Yes, not from the ICTY, but there are eight fugitives from the ICTR. Five of these have been referred for trial to Rwanda. Should they be arrested, they would be tried by the court in Kigali. Three of the fugitives are of very senior rank and are reserved for a trial by the Mechanism. This being Rwandan cases, if and when those people are arrested, they would be tried in the Arusha Branch of the Mechanism and not in The Hague.


The contribution of the ICTY to justice

Some argue that international or hybrid tribunals are very costly in relation to their results. How do you perceive the success of the ICTY?

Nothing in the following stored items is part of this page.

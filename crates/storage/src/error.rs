//! Storage Error Types
//!
//! This module provides structured errors using `exn` for automatic location
//! tracking and error tree construction.

use derive_more::{Display, Error};
use std::io::Error as IoError;
use std::path::PathBuf;

/// A storage error with automatic location tracking.
pub type Error = exn::Exn<ErrorKind>;
/// Result type alias for storage operations.
pub type Result<T> = std::result::Result<T, Error>;

/// Actionable error categories.
///
/// These describe what the caller should *do*, not what went wrong internally.
#[derive(Debug, Display, Error)]
pub enum ErrorKind {
    /// Object does not exist
    #[display("object not found: {}", _0.display())]
    NotFound(#[error(not(source))] PathBuf),
    /// Access denied (permissions or credentials)
    #[display("permission denied: {}", _0.display())]
    PermissionDenied(#[error(not(source))] PathBuf),
    /// Underlying I/O error
    #[display("I/O error: {_0}")]
    Io(IoError),
    /// Network-related error (S3 connections, etc.)
    #[display("network error: {_0}")]
    Network(#[error(not(source))] String),
    /// Path contains invalid characters or escapes root
    #[display("invalid path: {}", _0.display())]
    InvalidPath(#[error(not(source))] PathBuf),
    /// Backend-specific error
    #[display("backend error: {_0}")]
    BackendError(#[error(not(source))] String),
    /// No backend is able to open the given URI (unknown scheme, missing
    /// feature, or missing credentials).
    #[display("unsupported storage URI: {_0}")]
    UnsupportedUri(#[error(not(source))] String),
}
impl From<IoError> for ErrorKind {
    fn from(err: IoError) -> Self {
        Self::Io(err)
    }
}

impl ErrorKind {
    /// Returns `true` if retrying might succeed.
    pub fn is_retryable(&self) -> bool {
        matches!(self, Self::Io(_) | Self::Network(_) | Self::BackendError(_))
    }
}

#[cfg(test)]
mod tests {
    use super::*;

    #[test]
    fn display_includes_key() {
        let err = ErrorKind::NotFound(PathBuf::from("2019/06/a.jpg"));
        assert_eq!(err.to_string(), "object not found: 2019/06/a.jpg");
    }

    #[test]
    fn retryable_kinds() {
        assert!(ErrorKind::Network("timeout".to_string()).is_retryable());
        assert!(!ErrorKind::InvalidPath(PathBuf::from("..")).is_retryable());
        assert!(!ErrorKind::UnsupportedUri("ftp://x".to_string()).is_retryable());
    }
}
mod approach;
mod engine;
pub mod error;
mod fingerprint;

pub use crate::approach::{Approach, ImageHash};
pub use crate::engine::{HashFailure, SignatureEngine, Signatures};
pub use crate::fingerprint::FingerprintAlgorithm;
//! Record Error Types

use crate::RecordId;
use derive_more::{Display, Error};

/// A record error with automatic location tracking.
pub type Error = exn::Exn<ErrorKind>;
/// Result type alias for record operations.
pub type Result<T> = std::result::Result<T, Error>;

#[derive(Debug, Display, Error, PartialEq, Eq)]
pub enum ErrorKind {
    /// Record ids are strictly positive.
    #[display("invalid record id: {_0}")]
    InvalidId(#[error(not(source))] RecordId),
    #[display("could not read record {_0}")]
    Read(#[error(not(source))] RecordId),
    #[display("could not write record {_0}")]
    Write(#[error(not(source))] RecordId),
    /// The stored document is not JSON, or lacks a `properties` object.
    #[display("malformed record {id}: {reason}")]
    Malformed {
        #[error(not(source))]
        id: RecordId,
        #[error(not(source))]
        reason: String,
    },
    #[display("could not export record {_0}")]
    Export(#[error(not(source))] RecordId),
    #[display("could not format timestamp")]
    Timestamp,
}

impl ErrorKind {
    /// Returns `true` if retrying might succeed.
    pub fn is_retryable(&self) -> bool {
        matches!(self, Self::Read(_) | Self::Write(_))
    }
}
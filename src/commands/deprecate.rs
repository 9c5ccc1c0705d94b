use crate::error::{ErrorKind, Result};
use clap::Args;
use exn::ResultExt;
use media_asyncutils::{OnFatal, Policy, TaskGroup};
use media_records::{RecordId, RecordStore};
use media_storage::BackendCache;
use std::process::ExitCode;
use std::sync::Arc;
use time::OffsetDateTime;
use tokio_util::sync::CancellationToken;

#[derive(Args)]
pub struct DeprecateArgs {
    /// Container holding the records.
    pub uri: String,

    /// Records to deprecate.
    #[arg(required = true, value_name = "ID")]
    pub ids: Vec<RecordId>,

    /// Log what would be written instead of writing it.
    #[arg(long)]
    pub dry_run: bool,
}

pub async fn run(args: DeprecateArgs, cache: &BackendCache, cancel: CancellationToken) -> Result<ExitCode> {
    let backend = cache.get_or_open(&args.uri).await.or_raise(|| ErrorKind::Open(args.uri.clone()))?;
    let store = Arc::new(if args.dry_run { RecordStore::dry_run(backend) } else { RecordStore::new(backend) });
    let now = OffsetDateTime::now_utc();

    // Updates serialise on the store's lock; failures are reported per record.
    let mut tasks = TaskGroup::<media_records::error::Error>::new(OnFatal::Drain);
    for id in args.ids {
        if cancel.is_cancelled() {
            break;
        }
        let store = store.clone();
        tasks.spawn(Policy::Report, id.to_string(), async move { store.deprecate(id, now).await.map(|_| ()) });
    }

    let summary = match tasks.wait().await {
        Ok(summary) => summary,
        Err(fatal) => exn::bail!(ErrorKind::Task(fatal.label().to_string())),
    };
    tracing::info!(deprecated = summary.succeeded, failed = summary.reported, dry_run = args.dry_run, "Deprecated records");
    Ok(match summary.reported {
        0 => ExitCode::SUCCESS,
        _ => ExitCode::FAILURE,
    })
}
use crate::error::{ErrorKind, Result};
use clap::Args;
use exn::ResultExt;
use media_config::{Config, LookupConfig};
use media_lookup::source::{GitSource, StorageSource};
use media_lookup::{ConflictPolicy, ExtractionRule, Lookup, LookupBuilder};
use media_storage::BackendCache;
use std::io::Write;
use std::process::ExitCode;
use tokio_util::sync::CancellationToken;

#[derive(Args)]
pub struct LookupArgs {
    /// Git repository of existing records. Repeatable; added to the
    /// configured repositories.
    #[arg(long = "repository", value_name = "URL")]
    pub repositories: Vec<String>,

    /// Container of existing records. Repeatable; added to the configured
    /// containers.
    #[arg(long = "container", value_name = "URI")]
    pub containers: Vec<String>,

    /// Extraction rule (`fingerprint`, `imagehash:<approach>`). Repeat for
    /// several; replaces the configured rules.
    #[arg(long = "rule", value_name = "RULE")]
    pub rules: Vec<ExtractionRule>,

    /// Fail on the first signature claimed by two different records.
    #[arg(long)]
    pub strict: bool,
}

impl LookupArgs {
    /// Build the lookup from every configured and requested source.
    pub async fn build(&self, config: &LookupConfig, cache: &BackendCache, cancel: CancellationToken) -> Result<Lookup> {
        let rules = if self.rules.is_empty() { &config.rules } else { &self.rules };
        let policy = if self.strict { ConflictPolicy::Strict } else { config.conflicts };

        let mut builder = LookupBuilder::new(rules.iter().cloned()).policy(policy);
        for url in config.repositories.iter().chain(&self.repositories) {
            builder = builder.source(GitSource::new(url.clone()));
        }
        for uri in config.containers.iter().chain(&self.containers) {
            let backend = cache.get_or_open(uri).await.or_raise(|| ErrorKind::Open(uri.clone()))?;
            builder = builder.source(StorageSource::new(backend));
        }

        let lookup = builder.build(cancel).await.or_raise(|| ErrorKind::Lookup)?;
        if !lookup.is_complete() {
            tracing::warn!(signatures = lookup.len(), "Lookup build interrupted, index is partial");
        }
        Ok(lookup)
    }
}

pub async fn run(args: LookupArgs, config: &Config, cache: &BackendCache, cancel: CancellationToken) -> Result<ExitCode> {
    let lookup = args.build(&config.lookup, cache, cancel).await?;
    let json = serde_json::to_string_pretty(&lookup.to_sorted()).or_raise(|| ErrorKind::Output)?;
    writeln!(std::io::stdout().lock(), "{json}").or_raise(|| ErrorKind::Output)?;

    tracing::info!(signatures = lookup.len(), conflicts = lookup.conflicts().len(), "Lookup built");
    Ok(if lookup.is_complete() { ExitCode::SUCCESS } else { ExitCode::FAILURE })
}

I think it has been extremely successful. When it was established, there was no certainty that people would be arrested and brought to trial or that we will find enough evidence and that the system will be able to function well, according to the principles of due process of law and fairness. And we have done more than that. The ICTY indicted 161 persons and we have shown that trials – even of very senior people such as President Karadžić – can be conducted, bearing in mind the entire panoply of human rights and due process. The judges have rendered serious, credible judgments based on the law and the evidence.

In addition to applying the law of genocide, the law on crimes against humanity and the law on war crimes, we have for the first time developed very detailed procedural law. Procedural law hardly existed in Nuremberg or in Tokyo. We have also revived and created a renaissance of customary humanitarian law. So I think that on the balance, the success of the ICTY was beyond expectations.

How do you see the future of international criminal justice? Do you believe that the ICC will slowly take over, or should the Security Council create another ad hoc tribunal, like the one you connected your professional life with?

The ICC and Mechanism are different creatures in a sense that the ICC is a very important permanent court, but a court which was established by a treaty. We are a tribunal which was, like the ICTY and the ICTR, established by the UN Security Council under Chapter VII. Therefore, we for example have the authority to issue binding orders to governments. Not always are those complied with, but at least we have the authority to do so.

It is very difficult to predict how things will delevop. Nevertheless, I do not believe that the Security Council, given that three permanent members are not members to the ICC, would be particularly interested in entrusting every relevant matter to the ICC.

If you compare the time before modern international criminal justice mechanisms, the 1980s, and today, would you say that humankind has made good progress regarding how to deal with mass atrocities or you would be rather critical?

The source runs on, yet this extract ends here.